We consider the single-item interdependent value setting, where there is a single item sold by a monopolist, n buyers, and each buyer has a private signal si describing a piece of information about the item. Additionally, each bidder i has a valuation function vi(s1, …, sn) mapping the (private) signals of all buyers into a positive real number representing their value for the item. This setting captures scenarios where the item's information is asymmetric or dispersed among agents, such as in competitions for oil drilling rights, or in auctions for art pieces. Due to the increased complexity of this model compared to the standard private values model, it is generally assumed that each bidder's valuation function vi is public knowledge to the seller or all other buyers. But in many situations, the seller may not know the bidders' valuation functions—how a bidder aggregates signals into a valuation is often their private information.
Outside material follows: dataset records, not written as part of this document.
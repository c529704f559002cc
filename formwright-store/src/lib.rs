//! Template and submission stores for Formwright
//!
//! `formwright-store` owns the two persisted collections: the ordered list of
//! form templates and the ordered list of form submissions.
//!
//! # Architecture
//!
//! - **Whole-collection writes**: each collection lives under one key and is
//!   rewritten after every mutation
//! - **Write, then commit**: the next collection is persisted before it
//!   replaces the in-memory copy, so a failed write changes nothing
//! - **Stale ids are not errors**: mutations addressed to a missing template,
//!   section or field return [`Outcome::Unchanged`]
//! - **Pluggable bytes**: [`BlobStore`] is implemented in memory and as one
//!   file per key, JSON or YAML

pub mod blob;
pub mod context;
pub mod error;
pub mod outcome;
pub mod submissions;
pub mod templates;

pub use blob::{
    BlobStore, FileBlobStore, MemoryBlobStore, StorageFormat, SUBMISSIONS_KEY, TEMPLATES_KEY,
};
pub use context::{FormsContext, FormsContextBuilder};
pub use error::{Result, StoreError};
pub use outcome::Outcome;
pub use submissions::{validate_values, Submission, SubmissionStore};
pub use templates::{
    FieldDraft, FieldUpdate, SectionUpdate, TemplateStore, TemplateUpdate, MAX_TEMPLATES,
};
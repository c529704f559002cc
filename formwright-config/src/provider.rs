//! Configuration provider using Figment

use figment::{
    providers::{Env, Format, Json, Serialized, Toml, Yaml},
    Figment,
};
use tracing::{debug, trace};

use crate::discovery::{ConfigFile, ConfigFormat, FileDiscovery};
use crate::types::FormwrightConfig;
use crate::ConfigResult;

/// Prefix of environment variables read as configuration.
pub const ENV_PREFIX: &str = "FORMWRIGHT_";

/// Configuration provider using figment
///
/// Sources are merged in precedence order, later ones winning:
/// 1. Built-in defaults
/// 2. Global file in `~/.formwright/`
/// 3. Project file in `./.formwright/`
/// 4. `FORMWRIGHT_` environment variables, `__` separating nested keys
///
/// Nothing is cached; every `load` reads the sources again.
#[derive(Debug, Clone, Default)]
pub struct ConfigProvider {
    discovery: FileDiscovery,
}

impl ConfigProvider {
    pub fn new() -> Self {
        Self::default()
    }

    /// Use a specific file discovery instead of the current and home directories.
    pub fn with_discovery(discovery: FileDiscovery) -> Self {
        Self { discovery }
    }

    /// Load and validate the configuration from all sources.
    pub fn load(&self) -> ConfigResult<FormwrightConfig> {
        let config: FormwrightConfig = self.build_figment().extract()?;
        config.validate()?;
        debug!(
            data_dir = %config.storage.dir.display(),
            format = ?config.storage.format,
            "loaded configuration"
        );
        Ok(config)
    }

    /// Build the figment configuration with all sources in precedence order
    pub fn build_figment(&self) -> Figment {
        let mut figment = Figment::from(Serialized::defaults(FormwrightConfig::default()));

        for file in self.discovery.discover_all() {
            trace!("Loading config file: {} ({:?})", file.path.display(), file.format);
            figment = figment.merge(file_provider(&file));
        }

        figment.merge(env_provider())
    }
}

fn file_provider(file: &ConfigFile) -> Figment {
    let path = &file.path;
    match file.format {
        ConfigFormat::Toml => Figment::from(Toml::file(path)),
        ConfigFormat::Yaml => Figment::from(Yaml::file(path)),
        ConfigFormat::Json => Figment::from(Json::file(path)),
    }
}

fn env_provider() -> Env {
    Env::prefixed(ENV_PREFIX)
        .map(|key| key.as_str().to_lowercase().into())
        .split("__")
}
In this paper, we design mechanisms that guarantee approximately-optimal social welfare while satisfying ex-post incentive compatibility and individually rationality for the case where the valuation functions are private to the bidders, and thus may be strategically misreported to the seller. When the valuations are public, it is possible for optimal social welfare to be attained by a deterministic mechanism when the valuations satisfy a single-crossing condition. In contrast, when the valuations are the bidders' private information, we show that no finite bound on the social welfare can be achieved by any deterministic mechanism even under single-crossing. Moreover, no randomized mechanism can guarantee better than n-approximation. We thus consider valuation functions that are submodular over signals (SOS), introduced in the context of combinatorial auctions in a recent breakthrough paper by Eden et al. [EC'19]. Our main result is an O(log2 n)-approximation randomized mechanism for buyers with private signals and valuations under the SOS condition. We also give a tight Θ(k)-approximation mechanism for the case each agent's valuation depends on at most k other signals even for unknown k.